Originally published on Bogleech.com in 2018.
Adapted into audio reading by the Alt Shift ZZZ Youtube channel in 2021.
Click here to download.

Every old house in our city had stone tubs built into its foundation. I was a young man when I learnt of their origins; and through that, of the Precursors.

New houses were beginning to go up in the Old Quarter by then; but as a poor student, I could only afford to rent an old-time house... One day, I walked into a local hardware store, asking for nails in order to hang an old family photograph.

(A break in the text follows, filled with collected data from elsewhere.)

//! The content-block model: a blog post body is an ordered sequence of
//! typed, renderable units persisted as one serialized document per
//! (post, locale) pair.
//!
//! The variant set is closed on purpose. Every consumer (serialization,
//! validation, the editor bridge) matches exhaustively, so adding a new
//! block type is a compile-time-checked, single-point change.

use std::collections::{BTreeMap, BTreeSet};

use serde::{Deserialize, Serialize};

use crate::domain::error::DomainError;

/// One typed unit of a post body. `id` is caller-assigned, opaque, and used
/// only for stable list rendering and diffing — blocks never reference each
/// other by id.
#[derive(Debug, Clone, PartialEq, Serialize, Deserialize)]
pub struct ContentBlock {
    pub id: String,
    #[serde(flatten)]
    pub kind: BlockKind,
}

impl ContentBlock {
    pub fn new(id: impl Into<String>, kind: BlockKind) -> Self {
        Self {
            id: id.into(),
            kind,
        }
    }

    /// The wire discriminant for this block.
    pub fn type_name(&self) -> &'static str {
        self.kind.type_name()
    }
}

#[derive(Debug, Clone, PartialEq, Serialize, Deserialize)]
#[serde(tag = "type", rename_all = "lowercase")]
pub enum BlockKind {
    Paragraph {
        /// Rich-text string; may contain inline HTML (bold/italic/links).
        content: String,
    },
    Heading {
        level: u8,
        content: String,
    },
    Code {
        language: String,
        code: String,
        #[serde(skip_serializing_if = "Option::is_none")]
        filename: Option<String>,
    },
    Image {
        src: String,
        alt: String,
        #[serde(skip_serializing_if = "Option::is_none")]
        caption: Option<String>,
    },
    Quote {
        content: String,
        #[serde(skip_serializing_if = "Option::is_none")]
        author: Option<String>,
    },
    List {
        style: ListStyle,
        items: Vec<String>,
    },
    Divider,
    Callout {
        variant: CalloutVariant,
        content: String,
        #[serde(skip_serializing_if = "Option::is_none")]
        title: Option<String>,
    },
    Embed {
        url: String,
        #[serde(skip_serializing_if = "Option::is_none")]
        provider: Option<EmbedProvider>,
    },
    Table {
        columns: Vec<TableColumn>,
        rows: Vec<BTreeMap<String, serde_json::Value>>,
        #[serde(skip_serializing_if = "Option::is_none")]
        striped: Option<bool>,
        #[serde(skip_serializing_if = "Option::is_none")]
        caption: Option<String>,
    },
    Quiz {
        title: String,
        questions: Vec<QuizQuestion>,
    },
    Flowchart {
        nodes: Vec<FlowNode>,
        edges: Vec<FlowEdge>,
        #[serde(skip_serializing_if = "Option::is_none")]
        direction: Option<FlowDirection>,
    },
    Math {
        formula: String,
        #[serde(skip_serializing_if = "Option::is_none")]
        inline: Option<bool>,
        #[serde(skip_serializing_if = "Option::is_none")]
        caption: Option<String>,
    },
    Diff {
        before: String,
        after: String,
        #[serde(skip_serializing_if = "Option::is_none")]
        language: Option<String>,
        #[serde(skip_serializing_if = "Option::is_none")]
        filename: Option<String>,
    },
    Terminal {
        commands: Vec<TerminalCommand>,
        #[serde(skip_serializing_if = "Option::is_none")]
        title: Option<String>,
    },
    Api {
        method: HttpMethod,
        endpoint: String,
        #[serde(skip_serializing_if = "Option::is_none")]
        description: Option<String>,
        #[serde(skip_serializing_if = "Option::is_none")]
        params: Option<String>,
        #[serde(skip_serializing_if = "Option::is_none")]
        body: Option<String>,
        #[serde(skip_serializing_if = "Option::is_none")]
        response: Option<String>,
    },
    Filetree {
        items: Vec<FileTreeItem>,
    },
    Banner {
        variant: BannerVariant,
        title: String,
        #[serde(skip_serializing_if = "Option::is_none")]
        content: Option<String>,
    },
    Stats {
        items: Vec<StatItem>,
        #[serde(skip_serializing_if = "Option::is_none")]
        columns: Option<u8>,
    },
    #[serde(rename_all = "camelCase")]
    Comparison {
        left_title: String,
        right_title: String,
        left_items: Vec<String>,
        right_items: Vec<String>,
        #[serde(skip_serializing_if = "Option::is_none")]
        left_color: Option<String>,
        #[serde(skip_serializing_if = "Option::is_none")]
        right_color: Option<String>,
    },
}

impl BlockKind {
    pub fn type_name(&self) -> &'static str {
        match self {
            BlockKind::Paragraph { .. } => "paragraph",
            BlockKind::Heading { .. } => "heading",
            BlockKind::Code { .. } => "code",
            BlockKind::Image { .. } => "image",
            BlockKind::Quote { .. } => "quote",
            BlockKind::List { .. } => "list",
            BlockKind::Divider => "divider",
            BlockKind::Callout { .. } => "callout",
            BlockKind::Embed { .. } => "embed",
            BlockKind::Table { .. } => "table",
            BlockKind::Quiz { .. } => "quiz",
            BlockKind::Flowchart { .. } => "flowchart",
            BlockKind::Math { .. } => "math",
            BlockKind::Diff { .. } => "diff",
            BlockKind::Terminal { .. } => "terminal",
            BlockKind::Api { .. } => "api",
            BlockKind::Filetree { .. } => "filetree",
            BlockKind::Banner { .. } => "banner",
            BlockKind::Stats { .. } => "stats",
            BlockKind::Comparison { .. } => "comparison",
        }
    }
}

#[derive(Debug, Clone, Copy, PartialEq, Eq, Serialize, Deserialize)]
#[serde(rename_all = "lowercase")]
pub enum ListStyle {
    Ordered,
    Unordered,
}

#[derive(Debug, Clone, Copy, PartialEq, Eq, Serialize, Deserialize)]
#[serde(rename_all = "lowercase")]
pub enum CalloutVariant {
    Info,
    Warning,
    Error,
    Success,
}

#[derive(Debug, Clone, Copy, PartialEq, Eq, Serialize, Deserialize)]
#[serde(rename_all = "lowercase")]
pub enum BannerVariant {
    Info,
    Warning,
    Error,
    Success,
    Update,
}

#[derive(Debug, Clone, Copy, PartialEq, Eq, Serialize, Deserialize)]
#[serde(rename_all = "lowercase")]
pub enum EmbedProvider {
    Youtube,
    Twitter,
    Codepen,
    Other,
}

impl EmbedProvider {
    /// Classify an embed URL by its host. Unparseable URLs and unknown
    /// hosts map to `Other`.
    pub fn classify(embed_url: &str) -> Self {
        let Ok(parsed) = url::Url::parse(embed_url) else {
            return Self::Other;
        };
        let Some(host) = parsed.host_str() else {
            return Self::Other;
        };
        let host = host.strip_prefix("www.").unwrap_or(host);

        match host {
            "youtube.com" | "youtu.be" => Self::Youtube,
            "twitter.com" | "x.com" => Self::Twitter,
            "codepen.io" => Self::Codepen,
            _ => Self::Other,
        }
    }
}

#[derive(Debug, Clone, Copy, PartialEq, Eq, Serialize, Deserialize)]
#[serde(rename_all = "UPPERCASE")]
pub enum HttpMethod {
    Get,
    Post,
    Put,
    Patch,
    Delete,
}

#[derive(Debug, Clone, PartialEq, Serialize, Deserialize)]
pub struct TableColumn {
    pub key: String,
    pub header: String,
    #[serde(skip_serializing_if = "Option::is_none")]
    pub color: Option<String>,
}

#[derive(Debug, Clone, PartialEq, Serialize, Deserialize)]
#[serde(rename_all = "camelCase")]
pub struct QuizQuestion {
    pub question: String,
    pub options: Vec<String>,
    pub correct_index: usize,
    #[serde(skip_serializing_if = "Option::is_none")]
    pub explanation: Option<String>,
}

#[derive(Debug, Clone, PartialEq, Serialize, Deserialize)]
pub struct FlowNode {
    pub id: String,
    pub label: String,
    #[serde(rename = "type", skip_serializing_if = "Option::is_none")]
    pub node_type: Option<FlowNodeType>,
    #[serde(skip_serializing_if = "Option::is_none")]
    pub color: Option<String>,
}

#[derive(Debug, Clone, Copy, PartialEq, Eq, Serialize, Deserialize)]
#[serde(rename_all = "lowercase")]
pub enum FlowNodeType {
    Start,
    End,
    Process,
    Decision,
    Data,
}

#[derive(Debug, Clone, PartialEq, Serialize, Deserialize)]
pub struct FlowEdge {
    pub from: String,
    pub to: String,
    #[serde(skip_serializing_if = "Option::is_none")]
    pub label: Option<String>,
}

#[derive(Debug, Clone, Copy, PartialEq, Eq, Serialize, Deserialize)]
pub enum FlowDirection {
    #[serde(rename = "TB")]
    TopBottom,
    #[serde(rename = "LR")]
    LeftRight,
}

#[derive(Debug, Clone, PartialEq, Serialize, Deserialize)]
pub struct TerminalCommand {
    pub command: String,
    #[serde(skip_serializing_if = "Option::is_none")]
    pub output: Option<String>,
}

#[derive(Debug, Clone, PartialEq, Serialize, Deserialize)]
pub struct FileTreeItem {
    pub name: String,
    #[serde(rename = "type")]
    pub entry_type: FileTreeEntryType,
    #[serde(skip_serializing_if = "Option::is_none")]
    pub children: Option<Vec<FileTreeItem>>,
    #[serde(skip_serializing_if = "Option::is_none")]
    pub highlight: Option<bool>,
}

#[derive(Debug, Clone, Copy, PartialEq, Eq, Serialize, Deserialize)]
#[serde(rename_all = "lowercase")]
pub enum FileTreeEntryType {
    File,
    Folder,
}

#[derive(Debug, Clone, PartialEq, Serialize, Deserialize)]
pub struct StatItem {
    pub value: StatValue,
    pub label: String,
    #[serde(skip_serializing_if = "Option::is_none")]
    pub prefix: Option<String>,
    #[serde(skip_serializing_if = "Option::is_none")]
    pub suffix: Option<String>,
    #[serde(skip_serializing_if = "Option::is_none")]
    pub color: Option<String>,
}

/// Stat values arrive from editors both as numbers and as display strings
/// ("1.2M"); keep whichever shape the document used.
#[derive(Debug, Clone, PartialEq, Serialize, Deserialize)]
#[serde(untagged)]
pub enum StatValue {
    Number(f64),
    Text(String),
}

/// Structural validation applied on the write path. Render-side consumers
/// never call this; a stored document is trusted as-is.
pub fn validate_document(document: &[ContentBlock]) -> Result<(), DomainError> {
    let mut seen_ids: BTreeSet<&str> = BTreeSet::new();

    for block in document {
        if block.id.trim().is_empty() {
            return Err(DomainError::validation("block id must not be empty"));
        }
        if !seen_ids.insert(block.id.as_str()) {
            return Err(DomainError::validation(format!(
                "duplicate block id `{}`",
                block.id
            )));
        }
        validate_block(block)?;
    }

    Ok(())
}

fn validate_block(block: &ContentBlock) -> Result<(), DomainError> {
    match &block.kind {
        BlockKind::Heading { level, .. } => {
            if !(1..=4).contains(level) {
                return Err(DomainError::validation(format!(
                    "heading level must be 1-4, got {level} in block `{}`",
                    block.id
                )));
            }
        }
        BlockKind::Quiz { questions, .. } => {
            for (index, question) in questions.iter().enumerate() {
                if question.correct_index >= question.options.len() {
                    return Err(DomainError::validation(format!(
                        "quiz question {index} in block `{}` marks option {} correct but only {} options exist",
                        block.id,
                        question.correct_index,
                        question.options.len()
                    )));
                }
            }
        }
        BlockKind::Flowchart { nodes, edges, .. } => {
            let node_ids: BTreeSet<&str> = nodes.iter().map(|node| node.id.as_str()).collect();
            for edge in edges {
                if !node_ids.contains(edge.from.as_str()) {
                    return Err(DomainError::validation(format!(
                        "flowchart edge in block `{}` references unknown node `{}`",
                        block.id, edge.from
                    )));
                }
                if !node_ids.contains(edge.to.as_str()) {
                    return Err(DomainError::validation(format!(
                        "flowchart edge in block `{}` references unknown node `{}`",
                        block.id, edge.to
                    )));
                }
            }
        }
        BlockKind::Stats { columns, .. } => {
            if let Some(columns) = columns
                && !(2..=4).contains(columns)
            {
                return Err(DomainError::validation(format!(
                    "stats columns must be 2-4, got {columns} in block `{}`",
                    block.id
                )));
            }
        }
        BlockKind::Table { columns, rows, .. } => {
            let keys: BTreeSet<&str> = columns.iter().map(|column| column.key.as_str()).collect();
            if keys.len() != columns.len() {
                return Err(DomainError::validation(format!(
                    "table block `{}` declares duplicate column keys",
                    block.id
                )));
            }
            for row in rows {
                for key in row.keys() {
                    if !keys.contains(key.as_str()) {
                        return Err(DomainError::validation(format!(
                            "table block `{}` row references undeclared column `{key}`",
                            block.id
                        )));
                    }
                }
            }
        }
        BlockKind::Paragraph { .. }
        | BlockKind::Code { .. }
        | BlockKind::Image { .. }
        | BlockKind::Quote { .. }
        | BlockKind::List { .. }
        | BlockKind::Divider
        | BlockKind::Callout { .. }
        | BlockKind::Embed { .. }
        | BlockKind::Math { .. }
        | BlockKind::Diff { .. }
        | BlockKind::Terminal { .. }
        | BlockKind::Api { .. }
        | BlockKind::Filetree { .. }
        | BlockKind::Banner { .. }
        | BlockKind::Comparison { .. } => {}
    }

    Ok(())
}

I struck up a casual conversation with the old man who ran the shop; and learnt that these houses – these two-storey, basalt-and-obsidian dwellings with triangular windows and odd angles; these time-worn adobes that perpetually seemed covered with ashen-brown dust – were not built by humans.

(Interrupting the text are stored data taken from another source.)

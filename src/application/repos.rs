//! Repository traits describing persistence adapters.

use async_trait::async_trait;
use thiserror::Error;

use crate::domain::entities::{CategoryRecord, PostTranslationRecord};

#[derive(Debug, Error)]
pub enum RepoError {
    #[error("persistence error: {0}")]
    Persistence(String),
    #[error("duplicate record violates unique constraint `{constraint}`")]
    Duplicate { constraint: String },
    #[error("resource not found")]
    NotFound,
    #[error("invalid input: {message}")]
    InvalidInput { message: String },
}

impl RepoError {
    pub fn from_persistence(err: impl std::fmt::Display) -> Self {
        Self::Persistence(err.to_string())
    }
}

/// Write parameters for one translation row. `content` is already the
/// serialized document and `categories` the comma-joined set; the service
/// layer owns both encodings.
#[derive(Debug, Clone)]
pub struct UpsertTranslation {
    pub id: String,
    pub post_id: String,
    pub locale: String,
    pub slug: String,
    pub title: String,
    pub excerpt: Option<String>,
    pub content: String,
    pub categories: Option<String>,
    pub cover_image: Option<String>,
    pub featured: bool,
    pub published: bool,
    pub author_name: String,
    pub badge_text: Option<String>,
    pub badge_color: Option<String>,
}

#[async_trait]
pub trait PostsRepo: Send + Sync {
    async fn find_by_slug(
        &self,
        locale: &str,
        slug: &str,
    ) -> Result<Option<PostTranslationRecord>, RepoError>;

    /// Published translations for a locale, most recent first
    /// (`published_at` descending, nulls last, then `created_at`).
    async fn list_published(
        &self,
        locale: &str,
        exclude_post_id: Option<&str>,
        limit: u32,
    ) -> Result<Vec<PostTranslationRecord>, RepoError>;

    /// Every translation row regardless of publication state, for the
    /// admin listing. Ordered by `updated_at` descending.
    async fn list_translations(
        &self,
        offset: u32,
        limit: u32,
    ) -> Result<Vec<PostTranslationRecord>, RepoError>;

    async fn count_translations(&self) -> Result<u64, RepoError>;

    async fn health(&self) -> Result<(), RepoError>;
}

#[async_trait]
pub trait PostsWriteRepo: Send + Sync {
    /// Insert or update every row in one transaction. Either all
    /// translations land or none do.
    async fn upsert_translations(&self, rows: Vec<UpsertTranslation>) -> Result<(), RepoError>;

    /// Remove all translations of a logical post. Returns the number of
    /// rows deleted.
    async fn delete_post(&self, post_id: &str) -> Result<u64, RepoError>;
}

#[async_trait]
pub trait CategoriesRepo: Send + Sync {
    async fn list_all(&self) -> Result<Vec<CategoryRecord>, RepoError>;

    async fn find_by_slug(&self, slug: &str) -> Result<Option<CategoryRecord>, RepoError>;

    async fn create(&self, slug: &str, name: &str) -> Result<CategoryRecord, RepoError>;

    async fn delete(&self, slug: &str) -> Result<(), RepoError>;
}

“Ah, those heavy-eyed-ones,” the old man said suddenly lively with reminiscence, “Those Who Came Before People, the Precursors! You know what those tubs are? They are beds, son! Their builders needed occasional baths for their eyes, and to breathe properly. Every night they slept in beds of still water.”

I was surprised – who were these “Precursors”?

“They,” he said, “were exiles from a humid continent. To live comfortably they brought water, even to this parched plateau in this far-off, time-worn corner of the world. Back when I was your age, I made a lot of money converting their old tubs to dinner tables by adding wooden panels on top of them!” the shopkeeper said.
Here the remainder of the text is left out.